3. Padovan Cube Polynomial

In this section and the next section, we determine the cube polynomials of Padovan cubes and Ludovan cubes and read off the number of induced $Q_k$ in Padovan cubes and Ludovan cubes, respectively. First, we need definitions of the Padovan cubes and the Ludovan cubes. In [10,11], the authors gave the definitions of the Padovan cube and the Ludovan cube by using the odd-Padovan sequence $\left\{a_n\right\}$ and the odd-Ludovan sequence $\left\{l_n\right\}$, respectively.

We will consider the Padovan cubes in this section and the Ludovan cubes in the next section. In order to define the Padovan cubes, first, a definition of Hamming distance is required.

Let $I=(b_{n-1}\dots b_2{b}_1)$ and $J=(b_{n-1}^{\prime }\dots b_2^{\prime }{b}_1^{\prime })$ be two binary numbers. The Hamming distance between I and J, denoted by $H(I,J)$, is the number of bits where the two binary numbers differ. For example, if $I=\left(1101\right)$ and $J=\left(1011\right)$, then $H(I,J)=2$.

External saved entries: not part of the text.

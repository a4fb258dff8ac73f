//! riskadvisor-core: Shared types, configuration, and error handling for RiskAdvisor.
//!
//! This crate provides the foundational types used across all RiskAdvisor engines:
//! - Strategies and their three-point cost/time estimates
//! - The read-only strategy catalog
//! - Portfolios (selected strategy sets with aggregate outcomes)
//! - Layered configuration loading
//! - Common error types

pub mod config;
pub mod error;
pub mod types;

pub use error::{AdvisorError, ValidationError};
pub use types::{
    ApprovalLevel, ConstraintStatus, DisruptionLevel, Estimate, Portfolio, Strategy,
    StrategyAttribute, StrategyCatalog, StrategyCategory, StrategyId, StrategyInput,
    UncertaintyBounds, PORTFOLIO_RISK_CAP,
};
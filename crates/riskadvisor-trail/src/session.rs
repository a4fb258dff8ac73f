//! Incremental trail recorder used while an engine runs.
//!
//! ```
//! # use riskadvisor_trail::session::TrailSession;
//! let mut session = TrailSession::new("optimizer", "Pick a balanced portfolio");
//! session.set_context(serde_json::json!({"budget_limit": 300000.0}));
//! session.add_decision("Pareto point 2", "Highest reduction per dollar", 0.9);
//! session.add_alternative("Pareto point 4", "Lower reduction per dollar");
//! session.add_outcome("monte_carlo", "1000 draws", serde_json::json!({"p95": 41.0}), true);
//! let trail = session.finalize();
//! assert!(trail.verify_integrity());
//! ```

use chrono::Utc;

use crate::{Alternative, Decision, Outcome, Trail, TrailId};

/// Builder that accumulates a trail until it is finalized.
pub struct TrailSession {
    trail: Trail,
}

impl TrailSession {
    pub fn new(engine: &str, intent: &str) -> Self {
        Self {
            trail: Trail {
                id: TrailId::new(),
                engine: engine.to_string(),
                intent: intent.to_string(),
                context: serde_json::Value::Null,
                decisions: Vec::new(),
                alternatives: Vec::new(),
                outcomes: Vec::new(),
                started_at: Utc::now(),
                completed_at: None,
                content_hash: None,
            },
        }
    }

    pub fn set_context(&mut self, context: serde_json::Value) {
        self.trail.context = context;
    }

    pub fn add_decision(&mut self, choice: &str, rationale: &str, confidence: f64) {
        self.trail.decisions.push(Decision {
            choice: choice.to_string(),
            rationale: rationale.to_string(),
            confidence,
            timestamp: Utc::now(),
        });
    }

    pub fn add_alternative(&mut self, option: &str, rejection_reason: &str) {
        self.trail.alternatives.push(Alternative {
            option: option.to_string(),
            rejection_reason: rejection_reason.to_string(),
        });
    }

    pub fn add_outcome(
        &mut self,
        step: &str,
        summary: &str,
        details: serde_json::Value,
        success: bool,
    ) {
        self.trail.outcomes.push(Outcome {
            step: step.to_string(),
            summary: summary.to_string(),
            details,
            success,
            timestamp: Utc::now(),
        });
    }

    /// Available before finalization.
    pub fn id(&self) -> TrailId {
        self.trail.id
    }

    /// Stamp completion time and seal the content hash.
    pub fn finalize(mut self) -> Trail {
        self.trail.completed_at = Some(Utc::now());
        let hash = self.trail.compute_hash();
        self.trail.content_hash = Some(hash);
        self.trail
    }
}
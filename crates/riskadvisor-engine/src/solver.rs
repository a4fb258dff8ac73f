//! Exact 0/1 selection under a single cost constraint.
//!
//! Depth-first branch-and-bound over items sorted by value density, pruned
//! with the fractional (LP-relaxation) bound. Catalogs are tens of items,
//! so the search is exhaustive in the worst case and fast in practice.

use std::cmp::Ordering;

const EPS: f64 = 1e-9;

/// One binary decision variable.
#[derive(Debug, Clone, Copy)]
pub struct Item {
    /// Objective coefficient (maximized).
    pub value: f64,
    /// Constraint coefficient.
    pub cost: f64,
}

/// The optimal subset, as indices into the input slice (ascending).
#[derive(Debug, Clone, Default, PartialEq)]
pub struct Selection {
    pub chosen: Vec<usize>,
    pub value: f64,
    pub cost: f64,
}

/// Maximize `Σ value·x` subject to `Σ cost·x <= capacity`, `x ∈ {0,1}`.
///
/// Items with non-positive value are never chosen. Among optimal subsets
/// the cheaper one wins; remaining ties keep the first subset found.
/// A negative or non-finite capacity selects nothing.
pub fn solve(items: &[Item], capacity: f64) -> Selection {
    if !(capacity.is_finite() && capacity >= 0.0) {
        return Selection::default();
    }

    let mut order: Vec<usize> = (0..items.len())
        .filter(|&i| items[i].value > 0.0 && items[i].cost <= capacity)
        .collect();
    order.sort_by(|&a, &b| {
        density(&items[b])
            .partial_cmp(&density(&items[a]))
            .unwrap_or(Ordering::Equal)
            .then(a.cmp(&b))
    });

    let mut search = Search {
        items,
        order: &order,
        capacity,
        current: Vec::with_capacity(order.len()),
        best: Selection::default(),
    };
    search.branch(0, 0.0, 0.0);

    let mut best = search.best;
    best.chosen.sort_unstable();
    best
}

fn density(item: &Item) -> f64 {
    if item.cost > 0.0 {
        item.value / item.cost
    } else {
        f64::INFINITY
    }
}

struct Search<'a> {
    items: &'a [Item],
    order: &'a [usize],
    capacity: f64,
    current: Vec<usize>,
    best: Selection,
}

impl Search<'_> {
    fn branch(&mut self, pos: usize, value: f64, cost: f64) {
        if self.improves(value, cost) {
            self.best = Selection {
                chosen: self.current.clone(),
                value,
                cost,
            };
        }
        if pos == self.order.len() {
            return;
        }
        if self.upper_bound(pos, value, cost) < self.best.value - EPS {
            return;
        }

        let idx = self.order[pos];
        let item = self.items[idx];
        if cost + item.cost <= self.capacity {
            self.current.push(idx);
            self.branch(pos + 1, value + item.value, cost + item.cost);
            self.current.pop();
        }
        self.branch(pos + 1, value, cost);
    }

    fn improves(&self, value: f64, cost: f64) -> bool {
        value > self.best.value + EPS
            || ((value - self.best.value).abs() <= EPS && cost < self.best.cost - EPS)
    }

    /// Greedy fractional fill of the remaining capacity.
    fn upper_bound(&self, pos: usize, value: f64, cost: f64) -> f64 {
        let mut bound = value;
        let mut room = self.capacity - cost;
        for &idx in &self.order[pos..] {
            let item = self.items[idx];
            if item.cost <= room {
                bound += item.value;
                room -= item.cost;
            } else {
                if item.cost > 0.0 {
                    bound += item.value * (room / item.cost);
                }
                break;
            }
        }
        bound
    }
}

Definition 1. [Padovan cube]

For the nth odd-Padovan number $a_n$, let N denote an integer, where $1\le N\le a_n$ for some n. Let $I_P$ and $J_P$ denote the Padovan codes of i and j, $0\le i,j\le N-1$. The Padovan cube of size N is a graph $\left(V\right(N),E(N\left)\right)$ where $V\left(N\right)=\{0,1,2,\dots ,N-1\}$ and $\{i,j\}\in E\left(N\right)$ if and only if $H(I_P,J_P)=1$.

The Padovan cube of order n, denoted by ${\mathcal{P}}_n$, is a Padovan cube with $a_n$ vertices. Define ${\mathcal{P}}_0=(\varnothing ,\varnothing )$.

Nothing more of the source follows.